### The task
Print the listing below from its opening line through the line holding "required from the", both ends included.

━━━ Given information ━━━

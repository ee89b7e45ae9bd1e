// enforcer.rs — Enforcement decisions and cross-domain arbitration.
//
// Outcome rules, in precedence order:
//
//   1. Validation failed → ESCALATED if the action declares escalates_to,
//      otherwise BLOCKED. (Invalid beats RESTRICTED.)
//   2. Valid and RESTRICTED → ESCALATED, approval required from the
//      action's authority.
//   3. Valid otherwise → ALLOWED.
//
// checkpoint_required is orthogonal to the outcome: any action whose
// classification level is 2 or higher needs a checkpoint before it runs.

use gv_caes::{level, CaesCode};
use gv_policy::{validate_action, ActionSpace, ActionStatus, ValidatorContext};
use gv_violations::{Violation, ViolationStore};
use serde::{Deserialize, Serialize};

use crate::event::{AuditEvent, EnforcementOutcome};

/// Classification level at which a pre-action checkpoint becomes mandatory.
const CHECKPOINT_CLASSIFICATION_LEVEL: i8 = 2;

/// CAES placeholder for actions outside the catalog.
const UNKNOWN_CAES: &str = "UNKNOWN";

/// What to enforce against: one action space plus the policy references
/// recorded into the audit trail.
#[derive(Debug, Clone)]
pub struct EnforcerConfig<'a> {
    pub action_space: &'a ActionSpace,
    pub policy_refs: Vec<String>,
}

/// The auditable outcome of enforcing one action.
#[derive(Debug, Clone, Serialize, Deserialize)]
pub struct EnforcementResult {
    pub action_id: String,
    pub outcome: EnforcementOutcome,
    pub audit_event: AuditEvent,
    /// Violations found during validation (also persisted to the store).
    pub violations: Vec<Violation>,
    /// Authority levels that must approve before the action proceeds.
    #[serde(default, skip_serializing_if = "Vec::is_empty")]
    pub requires_approval: Vec<String>,
    /// Whether a checkpoint must be taken before the action runs.
    pub checkpoint_required: bool,
}

/// Enforce one action: validate, persist violations, decide the outcome,
/// and emit an audit event.
pub fn enforce_action(
    action_id: &str,
    config: &EnforcerConfig<'_>,
    context: &ValidatorContext,
    store: &mut ViolationStore,
) -> EnforcementResult {
    let validation = validate_action(action_id, config.action_space, context);

    for violation in &validation.violations {
        store.capture(violation.clone());
    }

    let action = config.action_space.find(action_id);
    let mut requires_approval: Vec<String> = Vec::new();

    let outcome = if !validation.valid {
        if action.is_some_and(|a| a.escalates_to.is_some()) {
            EnforcementOutcome::Escalated
        } else {
            EnforcementOutcome::Blocked
        }
    } else {
        match action {
            Some(a) if a.status == ActionStatus::Restricted => {
                requires_approval.push(a.authority.clone());
                EnforcementOutcome::Escalated
            }
            Some(_) => EnforcementOutcome::Allowed,
            // A valid result implies the action exists; fail closed anyway.
            None => EnforcementOutcome::Blocked,
        }
    };

    let checkpoint_required = action
        .and_then(|a| CaesCode::parse(&a.caes).ok())
        .is_some_and(|caes| level(&caes.classification) >= CHECKPOINT_CLASSIFICATION_LEVEL);

    match outcome {
        EnforcementOutcome::Blocked => {
            tracing::info!("action '{}' blocked for actor '{}'", action_id, context.actor);
        }
        EnforcementOutcome::Escalated => {
            tracing::info!(
                "action '{}' escalated for actor '{}'",
                action_id,
                context.actor
            );
        }
        EnforcementOutcome::Allowed => {}
    }

    let audit_event = AuditEvent::new(
        action_id,
        action.map_or(UNKNOWN_CAES, |a| a.caes.as_str()),
        context.actor.clone(),
        outcome,
        config.policy_refs.clone(),
    );

    EnforcementResult {
        action_id: action_id.to_string(),
        outcome,
        audit_event,
        violations: validation.violations,
        requires_approval,
        checkpoint_required,
    }
}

━━━

### Task answer
repository ee89b7e45ae9bd1e
// enforcer.rs — Enforcement decisions and cross-domain arbitration.
//
// Outcome rules, in precedence order:
//
//   1. Validation failed → ESCALATED if the action declares escalates_to,
//      otherwise BLOCKED. (Invalid beats RESTRICTED.)
//   2. Valid and RESTRICTED → ESCALATED, approval required from the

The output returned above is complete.